その66 年男と年越し

父ときどき爺

 父の干支は「卯」。今年96歳になる年男だ。

 いつにも増して、めでたいお正月。父がお世話になっている高齢者施設から外泊の許可が出て、わが家で一緒に年末年始を過ごせることになった。年男と年越しとは、こいつぁ春から縁起がいいわえ。
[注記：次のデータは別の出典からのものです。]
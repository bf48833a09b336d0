//! Crash and corruption simulation for Tidelog.
//!
//! Two tools live here:
//!
//! 1. [`FaultyBackend`] wraps a storage backend and can tear a write after a
//!    byte budget, or fail `flush`/`sync` or reads, as a crash or a bad disk would.
//! 2. File helpers that damage a closed store on disk: flip a byte, cut a
//!    segment short or append a partial frame.
//!
//! ## Usage
//!
//! ```rust,ignore
//! use tidelog_testkit::crash::{FaultyBackend, SharedBackend};
//!
//! let faulty = FaultyBackend::new(SharedBackend::memory());
//! faulty.tear_after(100);
//! ```

use std::fs::{self, OpenOptions};
use std::io::{self, Write};
use std::path::Path;
use std::sync::atomic::{AtomicBool, AtomicU64, Ordering};
use std::sync::Arc;
use tidelog_storage::{InMemoryBackend, StorageBackend, StorageError, StorageResult};

/// A backend handle that can be cloned and reopened.
///
/// Segments own their backends, so a test that wants to look at the bytes
/// after a segment is gone keeps one clone and hands out another.
#[derive(Clone)]
pub struct SharedBackend(Arc<dyn StorageBackend>);

impl SharedBackend {
    /// Wraps an existing backend.
    pub fn new(inner: impl StorageBackend + 'static) -> Self {
        Self(Arc::new(inner))
    }

    /// A fresh in-memory backend.
    pub fn memory() -> Self {
        Self::new(InMemoryBackend::new())
    }

    /// Returns every stored byte.
    pub fn contents(&self) -> StorageResult<Vec<u8>> {
        let size = self.0.size()?;
        self.0.read_at(0, usize::try_from(size).unwrap_or(usize::MAX))
    }
}

impl StorageBackend for SharedBackend {
    fn read_at(&self, offset: u64, len: usize) -> StorageResult<Vec<u8>> {
        self.0.read_at(offset, len)
    }

    fn append(&self, data: &[u8]) -> StorageResult<u64> {
        self.0.append(data)
    }

    fn flush(&self) -> StorageResult<()> {
        self.0.flush()
    }

    fn size(&self) -> StorageResult<u64> {
        self.0.size()
    }

    fn sync(&self) -> StorageResult<()> {
        self.0.sync()
    }

    fn truncate(&self, new_size: u64) -> StorageResult<()> {
        self.0.truncate(new_size)
    }
}

fn simulated(message: &str) -> StorageError {
    StorageError::Io(io::Error::new(io::ErrorKind::Other, message.to_string()))
}

/// A storage backend wrapper that can simulate crashes.
pub struct FaultyBackend {
    inner: SharedBackend,
    tear_after_bytes: AtomicU64,
    bytes_written: AtomicU64,
    crashed: AtomicBool,
    fail_on_flush: AtomicBool,
    fail_on_read: AtomicBool,
}

impl FaultyBackend {
    /// Creates a new faulty backend wrapping an inner backend.
    pub fn new(inner: SharedBackend) -> Self {
        Self {
            inner,
            tear_after_bytes: AtomicU64::new(u64::MAX),
            bytes_written: AtomicU64::new(0),
            crashed: AtomicBool::new(false),
            fail_on_flush: AtomicBool::new(false),
            fail_on_read: AtomicBool::new(false),
        }
    }

    /// Makes writes fail once `bytes` bytes have been written in total.
    ///
    /// The write that crosses the limit stores its leading part and fails.
    pub fn tear_after(&self, bytes: u64) {
        self.tear_after_bytes.store(bytes, Ordering::SeqCst);
    }

    /// Sets whether `flush` and `sync` should fail.
    pub fn set_fail_on_flush(&self, fail: bool) {
        self.fail_on_flush.store(fail, Ordering::SeqCst);
    }

    /// Sets whether `read_at` should fail.
    pub fn set_fail_on_read(&self, fail: bool) {
        self.fail_on_read.store(fail, Ordering::SeqCst);
    }

    /// Clears every fault.
    pub fn reset(&self) {
        self.tear_after_bytes.store(u64::MAX, Ordering::SeqCst);
        self.crashed.store(false, Ordering::SeqCst);
        self.fail_on_flush.store(false, Ordering::SeqCst);
        self.fail_on_read.store(false, Ordering::SeqCst);
    }

    /// Returns whether a fault has fired.
    pub fn has_crashed(&self) -> bool {
        self.crashed.load(Ordering::SeqCst)
    }

    /// Total bytes accepted so far, torn writes included.
    pub fn bytes_written(&self) -> u64 {
        self.bytes_written.load(Ordering::SeqCst)
    }
}

impl StorageBackend for FaultyBackend {
    fn read_at(&self, offset: u64, len: usize) -> StorageResult<Vec<u8>> {
        if self.fail_on_read.load(Ordering::SeqCst) {
            return Err(simulated("simulated read failure"));
        }
        self.inner.read_at(offset, len)
    }

    fn append(&self, data: &[u8]) -> StorageResult<u64> {
        let len = data.len() as u64;
        let current = self.bytes_written.load(Ordering::SeqCst);
        let limit = self.tear_after_bytes.load(Ordering::SeqCst);

        if current >= limit {
            self.crashed.store(true, Ordering::SeqCst);
            return Err(simulated("simulated crash during write"));
        }

        if current + len > limit {
            self.crashed.store(true, Ordering::SeqCst);
            let partial = usize::try_from(limit - current).unwrap_or(data.len());
            self.inner.append(&data[..partial])?;
            self.bytes_written.fetch_add(partial as u64, Ordering::SeqCst);
            return Err(simulated("simulated crash during partial write"));
        }

        let position = self.inner.append(data)?;
        self.bytes_written.fetch_add(len, Ordering::SeqCst);
        Ok(position)
    }

    fn flush(&self) -> StorageResult<()> {
        if self.fail_on_flush.load(Ordering::SeqCst) {
            self.crashed.store(true, Ordering::SeqCst);
            return Err(simulated("simulated crash during flush"));
        }
        self.inner.flush()
    }

    fn size(&self) -> StorageResult<u64> {
        self.inner.size()
    }

    fn sync(&self) -> StorageResult<()> {
        if self.fail_on_flush.load(Ordering::SeqCst) {
            self.crashed.store(true, Ordering::SeqCst);
            return Err(simulated("simulated crash during sync"));
        }
        self.inner.sync()
    }

    fn truncate(&self, new_size: u64) -> StorageResult<()> {
        self.inner.truncate(new_size)
    }
}

/// XORs the byte at `position` of a file with `0xff`.
pub fn flip_byte(path: &Path, position: u64) -> io::Result<()> {
    let mut data = fs::read(path)?;
    let index = usize::try_from(position)
        .ok()
        .filter(|&i| i < data.len())
        .ok_or_else(|| io::Error::new(io::ErrorKind::InvalidInput, "position past end of file"))?;
    data[index] ^= 0xff;
    fs::write(path, data)
}

/// Removes the last `bytes` bytes of a file.
pub fn truncate_tail(path: &Path, bytes: u64) -> io::Result<()> {
    let file = OpenOptions::new().write(true).open(path)?;
    let len = file.metadata()?.len();
    file.set_len(len.saturating_sub(bytes))?;
    file.sync_all()
}

/// Appends raw bytes to a file, as a write cut short by a crash leaves them.
pub fn append_garbage(path: &Path, bytes: &[u8]) -> io::Result<()> {
    let mut file = OpenOptions::new().append(true).open(path)?;
    file.write_all(bytes)?;
    file.sync_all()
}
 と、浮かれてばかりもいられないのが、コロナ禍の帰宅だ。父を迎えに行ったとき、施設の看護師さんから家庭での感染対策について説明を受けた。本人だけでなく接触した家族も、熱や風邪などの症状が出たら発熱外来を受診すること。結果次第では、すぐには施設に戻れなくなるそうだ。それを聞いて、ピリッと気が引き締まった。
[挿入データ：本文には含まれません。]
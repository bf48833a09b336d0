//! Background maintenance tasks.
//!
//! Compaction and retention run on their own named threads. Each thread
//! holds a [`CancelToken`]; stopping a task cancels the token and joins the
//! thread, so a pass in progress either finishes or aborts before it
//! changes anything visible.

use parking_lot::{Condvar, Mutex};
use std::sync::Arc;
use std::thread::{self, JoinHandle};
use std::time::{Duration, Instant};
use tracing::{debug, warn};

/// A cancellation signal shared between a task and its owner.
#[derive(Debug, Clone, Default)]
pub struct CancelToken {
    inner: Arc<(Mutex<bool>, Condvar)>,
}

impl CancelToken {
    /// Creates a token that is not cancelled.
    #[must_use]
    pub fn new() -> Self {
        Self::default()
    }

    /// Cancels the token and wakes every waiter.
    pub fn cancel(&self) {
        let (flag, cv) = &*self.inner;
        *flag.lock() = true;
        cv.notify_all();
    }

    /// Returns true once [`CancelToken::cancel`] has been called.
    #[must_use]
    pub fn is_cancelled(&self) -> bool {
        *self.inner.0.lock()
    }

    /// Sleeps for `timeout` or until cancelled.
    ///
    /// Returns true if the token was cancelled.
    pub fn wait_timeout(&self, timeout: Duration) -> bool {
        let (flag, cv) = &*self.inner;
        let deadline = Instant::now() + timeout;
        let mut cancelled = flag.lock();
        while !*cancelled {
            if cv.wait_until(&mut cancelled, deadline).timed_out() {
                break;
            }
        }
        *cancelled
    }
}

/// A periodically running thread that stops when dropped.
#[derive(Debug)]
pub struct BackgroundTask {
    name: String,
    token: CancelToken,
    handle: Option<JoinHandle<()>>,
}

impl BackgroundTask {
    /// Spawns a thread that calls `tick` every `interval` until stopped.
    ///
    /// `tick` receives the task's token so long passes can check for
    /// cancellation between steps.
    ///
    /// # Errors
    ///
    /// Returns an error if the thread cannot be spawned.
    pub fn spawn_periodic<F>(name: impl Into<String>, interval: Duration, mut tick: F) -> std::io::Result<Self>
    where
        F: FnMut(&CancelToken) + Send + 'static,
    {
        let name = name.into();
        let token = CancelToken::new();
        let thread_token = token.clone();
        let handle = thread::Builder::new().name(name.clone()).spawn(move || {
            while !thread_token.wait_timeout(interval) {
                tick(&thread_token);
            }
        })?;
        debug!(task = %name, ?interval, "background task started");

        Ok(Self {
            name,
            token,
            handle: Some(handle),
        })
    }

    /// Returns the task name.
    #[must_use]
    pub fn name(&self) -> &str {
        &self.name
    }

    /// Returns true while the thread is running.
    #[must_use]
    pub fn is_running(&self) -> bool {
        self.handle.as_ref().is_some_and(|h| !h.is_finished())
    }

    /// Cancels the task and waits for the thread to exit.
    pub fn stop(&mut self) {
        self.token.cancel();
        if let Some(handle) = self.handle.take() {
            if handle.join().is_err() {
                warn!(task = %self.name, "background task panicked");
            }
        }
    }
}

impl Drop for BackgroundTask {
    fn drop(&mut self) {
        self.stop();
    }
}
 父の帰宅に備えて、電動ベッドやトイレの手すりはレンタルしたが、もしも感染して自宅療養や自宅待機になったら・・・うーん、どうしよう。心の準備ができていない。『感染対策のお願い』として渡された書面には、マスクの着用、室内の換気、可能な範囲での黙食と書かれている。はい、守ります。耳の遠い父に話かけるときは、どうしても声が大きくなりがちだけど、気をつけなくちゃ。

 わが家に1年ぶりに帰ってきた父の第一声は、「懐かしいのう」だった。「ここはどこかいの?」ではなかったことに、まずはほっとした。そして、昨年の帰宅よりも、どこか落ち着いているように見えた。

 実は昨年、父は寝て起きるたび、わが家に帰っているという直近の記憶がリセットされていた。3日目くらいまでは、目が覚めると「ここはどこ?」状態だったので、ちょっと心配していたのだ。昨年の帰宅は、1年ではなく2年ぶりだったことも影響していたのだろうか。

 それにしても、である。生活環境が変わったことに、1年前より早く順応できる95歳には驚いた。トイレの場所は一度説明しただけで思い出してくれたし、寝起きにキョロキョロする素振りもなかった。

 ただし、私もそれなりに工夫はした。帰宅中のスケジュールを紙に書いて、父のベッドサイドに貼っておいたのだ。書いてあることはほとんど、いつ、誰と、何を食べるか。それが父にとって、一番の安心材料になると思ったからである。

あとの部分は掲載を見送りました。